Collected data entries
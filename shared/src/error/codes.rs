//! Unified error codes for the hospital administration client
//!
//! Codes are numeric so they survive the round trip through the backend's
//! JSON error body (`{"code": 8001, "message": "..."}`).
//! Error codes are organized by category:
//! - 0xxx: General errors
//! - 1xxx: Authentication errors
//! - 2xxx: Permission errors
//! - 3xxx: Scheduling errors
//! - 4xxx: Leave errors
//! - 5xxx: Payment errors
//! - 6xxx: Inpatient errors
//! - 8xxx: Employee errors
//! - 9xxx: System errors

use serde::{Deserialize, Serialize};
use std::fmt;

/// Unified error code enum
#[derive(Debug, Clone, Copy, PartialEq, Eq, Hash, Serialize, Deserialize)]
#[serde(into = "u16", try_from = "u16")]
#[repr(u16)]
pub enum ErrorCode {
    // ==================== 0xxx: General ====================
    /// Operation completed successfully
    Success = 0,
    /// Unknown error
    Unknown = 1,
    /// Validation failed
    ValidationFailed = 2,
    /// Resource not found
    NotFound = 3,
    /// Resource already exists
    AlreadyExists = 4,
    /// Invalid request
    InvalidRequest = 5,
    /// Required field missing
    RequiredField = 7,

    // ==================== 1xxx: Auth ====================
    /// User is not authenticated
    NotAuthenticated = 1001,
    /// Invalid credentials (username/password)
    InvalidCredentials = 1002,
    /// Token has expired
    TokenExpired = 1003,
    /// Session has expired
    SessionExpired = 1005,
    /// Account is locked
    AccountLocked = 1006,
    /// Account is disabled
    AccountDisabled = 1007,

    // ==================== 2xxx: Permission ====================
    /// Permission denied
    PermissionDenied = 2001,
    /// HR role required
    HrRoleRequired = 2002,

    // ==================== 3xxx: Scheduling ====================
    /// Schedule overlaps an existing one
    ScheduleConflict = 3001,
    /// Schedule not found
    ScheduleNotFound = 3002,
    /// Work shift not found
    WorkShiftNotFound = 3003,
    /// Employee is not available in the requested slot
    EmployeeUnavailable = 3004,

    // ==================== 4xxx: Leave ====================
    /// Time-off request not found
    TimeOffNotFound = 4001,
    /// Not enough leave balance for the request
    InsufficientLeaveBalance = 4002,
    /// Request is not in a state that allows the action
    TimeOffInvalidState = 4003,
    /// Request overlaps an existing request
    TimeOffOverlap = 4004,

    // ==================== 5xxx: Payment ====================
    /// Payment processing failed
    PaymentFailed = 5001,
    /// Insufficient payment amount
    PaymentInsufficientAmount = 5002,
    /// Invalid payment method
    PaymentInvalidMethod = 5003,
    /// Invoice has already been paid
    InvoiceAlreadyPaid = 5004,
    /// Refund amount exceeds deposit balance
    RefundExceedsBalance = 5005,

    // ==================== 6xxx: Inpatient ====================
    /// Inpatient stay not found
    StayNotFound = 6001,
    /// Stay has already been settled
    StayAlreadySettled = 6002,
    /// Stay still has unpaid invoices
    StayHasOutstandingInvoices = 6003,

    // ==================== 8xxx: Employee ====================
    /// Employee not found
    EmployeeNotFound = 8001,
    /// Employee code already exists
    EmployeeCodeExists = 8002,
    /// Employee already has an account
    EmployeeHasAccount = 8003,
    /// Account username already exists
    UsernameExists = 8004,
    /// Department not found
    DepartmentNotFound = 8005,

    // ==================== 9xxx: System ====================
    /// Internal server error
    InternalError = 9001,
    /// Network error
    NetworkError = 9002,
    /// Request timed out
    TimeoutError = 9003,
    /// Client configuration error
    ConfigError = 9004,
}

impl ErrorCode {
    /// Get the numeric code value
    #[inline]
    pub const fn code(&self) -> u16 {
        *self as u16
    }

    /// Check whether this code denotes success
    #[inline]
    pub const fn is_success(&self) -> bool {
        matches!(self, ErrorCode::Success)
    }

    /// Get the developer-facing English message for this error code
    pub const fn message(&self) -> &'static str {
        match self {
            // General
            ErrorCode::Success => "Operation completed successfully",
            ErrorCode::Unknown => "An unknown error occurred",
            ErrorCode::ValidationFailed => "Validation failed",
            ErrorCode::NotFound => "Resource not found",
            ErrorCode::AlreadyExists => "Resource already exists",
            ErrorCode::InvalidRequest => "Invalid request",
            ErrorCode::RequiredField => "Required field is missing",

            // Auth
            ErrorCode::NotAuthenticated => "User is not authenticated",
            ErrorCode::InvalidCredentials => "Invalid username or password",
            ErrorCode::TokenExpired => "Authentication token has expired",
            ErrorCode::SessionExpired => "Session has expired",
            ErrorCode::AccountLocked => "Account is locked",
            ErrorCode::AccountDisabled => "Account is disabled",

            // Permission
            ErrorCode::PermissionDenied => "Permission denied",
            ErrorCode::HrRoleRequired => "HR role is required",

            // Scheduling
            ErrorCode::ScheduleConflict => "Schedule conflicts with an existing schedule",
            ErrorCode::ScheduleNotFound => "Schedule not found",
            ErrorCode::WorkShiftNotFound => "Work shift not found",
            ErrorCode::EmployeeUnavailable => "Employee is not available",

            // Leave
            ErrorCode::TimeOffNotFound => "Time-off request not found",
            ErrorCode::InsufficientLeaveBalance => "Insufficient leave balance",
            ErrorCode::TimeOffInvalidState => "Time-off request cannot be changed in its current state",
            ErrorCode::TimeOffOverlap => "Time-off request overlaps an existing request",

            // Payment
            ErrorCode::PaymentFailed => "Payment processing failed",
            ErrorCode::PaymentInsufficientAmount => "Payment amount is insufficient",
            ErrorCode::PaymentInvalidMethod => "Invalid payment method",
            ErrorCode::InvoiceAlreadyPaid => "Invoice has already been paid",
            ErrorCode::RefundExceedsBalance => "Refund amount exceeds the deposit balance",

            // Inpatient
            ErrorCode::StayNotFound => "Inpatient stay not found",
            ErrorCode::StayAlreadySettled => "Inpatient stay has already been settled",
            ErrorCode::StayHasOutstandingInvoices => "Inpatient stay has outstanding invoices",

            // Employee
            ErrorCode::EmployeeNotFound => "Employee not found",
            ErrorCode::EmployeeCodeExists => "Employee code already exists",
            ErrorCode::EmployeeHasAccount => "Employee already has an account",
            ErrorCode::UsernameExists => "Username already exists",
            ErrorCode::DepartmentNotFound => "Department not found",

            // System
            ErrorCode::InternalError => "Internal server error",
            ErrorCode::NetworkError => "Network error",
            ErrorCode::TimeoutError => "Request timed out",
            ErrorCode::ConfigError => "Configuration error",
        }
    }
}

impl fmt::Display for ErrorCode {
    fn fmt(&self, f: &mut fmt::Formatter<'_>) -> fmt::Result {
        write!(f, "E{:04}", self.code())
    }
}

impl From<ErrorCode> for u16 {
    #[inline]
    fn from(code: ErrorCode) -> Self {
        code.code()
    }
}

/// Error returned when a numeric value is not a known error code
#[derive(Debug, Clone, Copy, PartialEq, Eq)]
pub struct InvalidErrorCode(pub u16);

impl fmt::Display for InvalidErrorCode {
    fn fmt(&self, f: &mut fmt::Formatter<'_>) -> fmt::Result {
        write!(f, "invalid error code: {}", self.0)
    }
}

impl std::error::Error for InvalidErrorCode {}

impl TryFrom<u16> for ErrorCode {
    type Error = InvalidErrorCode;

    fn try_from(value: u16) -> Result<Self, Self::Error> {
        match value {
            0 => Ok(ErrorCode::Success),
            1 => Ok(ErrorCode::Unknown),
            2 => Ok(ErrorCode::ValidationFailed),
            3 => Ok(ErrorCode::NotFound),
            4 => Ok(ErrorCode::AlreadyExists),
            5 => Ok(ErrorCode::InvalidRequest),
            7 => Ok(ErrorCode::RequiredField),

            1001 => Ok(ErrorCode::NotAuthenticated),
            1002 => Ok(ErrorCode::InvalidCredentials),
            1003 => Ok(ErrorCode::TokenExpired),
            1005 => Ok(ErrorCode::SessionExpired),
            1006 => Ok(ErrorCode::AccountLocked),
            1007 => Ok(ErrorCode::AccountDisabled),

            2001 => Ok(ErrorCode::PermissionDenied),
            2002 => Ok(ErrorCode::HrRoleRequired),

            3001 => Ok(ErrorCode::ScheduleConflict),
            3002 => Ok(ErrorCode::ScheduleNotFound),
            3003 => Ok(ErrorCode::WorkShiftNotFound),
            3004 => Ok(ErrorCode::EmployeeUnavailable),

            4001 => Ok(ErrorCode::TimeOffNotFound),
            4002 => Ok(ErrorCode::InsufficientLeaveBalance),
            4003 => Ok(ErrorCode::TimeOffInvalidState),
            4004 => Ok(ErrorCode::TimeOffOverlap),

            5001 => Ok(ErrorCode::PaymentFailed),
            5002 => Ok(ErrorCode::PaymentInsufficientAmount),
            5003 => Ok(ErrorCode::PaymentInvalidMethod),
            5004 => Ok(ErrorCode::InvoiceAlreadyPaid),
            5005 => Ok(ErrorCode::RefundExceedsBalance),

            6001 => Ok(ErrorCode::StayNotFound),
            6002 => Ok(ErrorCode::StayAlreadySettled),
            6003 => Ok(ErrorCode::StayHasOutstandingInvoices),

            8001 => Ok(ErrorCode::EmployeeNotFound),
            8002 => Ok(ErrorCode::EmployeeCodeExists),
            8003 => Ok(ErrorCode::EmployeeHasAccount),
            8004 => Ok(ErrorCode::UsernameExists),
            8005 => Ok(ErrorCode::DepartmentNotFound),

            9001 => Ok(ErrorCode::InternalError),
            9002 => Ok(ErrorCode::NetworkError),
            9003 => Ok(ErrorCode::TimeoutError),
            9004 => Ok(ErrorCode::ConfigError),

            _ => Err(InvalidErrorCode(value)),
        }
    }
}

#[cfg(test)]
mod tests {
    use super::*;

    #[test]
    fn test_error_code_values() {
        assert_eq!(ErrorCode::Success.code(), 0);
        assert_eq!(ErrorCode::SessionExpired.code(), 1005);
        assert_eq!(ErrorCode::ScheduleConflict.code(), 3001);
        assert_eq!(ErrorCode::InsufficientLeaveBalance.code(), 4002);
        assert_eq!(ErrorCode::RefundExceedsBalance.code(), 5005);
        assert_eq!(ErrorCode::StayAlreadySettled.code(), 6002);
        assert_eq!(ErrorCode::EmployeeCodeExists.code(), 8002);
        assert_eq!(ErrorCode::InternalError.code(), 9001);
    }

    #[test]
    fn test_try_from_roundtrip_known_codes() {
        for code in [
            ErrorCode::Success,
            ErrorCode::RequiredField,
            ErrorCode::AccountLocked,
            ErrorCode::HrRoleRequired,
            ErrorCode::EmployeeUnavailable,
            ErrorCode::TimeOffOverlap,
            ErrorCode::InvoiceAlreadyPaid,
            ErrorCode::StayHasOutstandingInvoices,
            ErrorCode::DepartmentNotFound,
            ErrorCode::ConfigError,
        ] {
            assert_eq!(ErrorCode::try_from(code.code()), Ok(code));
        }
    }

    #[test]
    fn test_try_from_unknown() {
        assert_eq!(ErrorCode::try_from(6), Err(InvalidErrorCode(6)));
        assert_eq!(ErrorCode::try_from(7001), Err(InvalidErrorCode(7001)));
        assert_eq!(ErrorCode::try_from(10000), Err(InvalidErrorCode(10000)));
    }

    #[test]
    fn test_serde_as_number() {
        let json = serde_json::to_string(&ErrorCode::TimeOffNotFound).unwrap();
        assert_eq!(json, "4001");

        let code: ErrorCode = serde_json::from_str("8001").unwrap();
        assert_eq!(code, ErrorCode::EmployeeNotFound);

        assert!(serde_json::from_str::<ErrorCode>("4242").is_err());
    }

    #[test]
    fn test_display() {
        assert_eq!(ErrorCode::NotFound.to_string(), "E0003");
        assert_eq!(ErrorCode::PaymentFailed.to_string(), "E5001");
        assert_eq!(
            InvalidErrorCode(999).to_string(),
            "invalid error code: 999"
        );
    }
}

[Exercise] Indicate how many lines in the records above include the word "Serialize", giving no other content.

[Solved problem] 2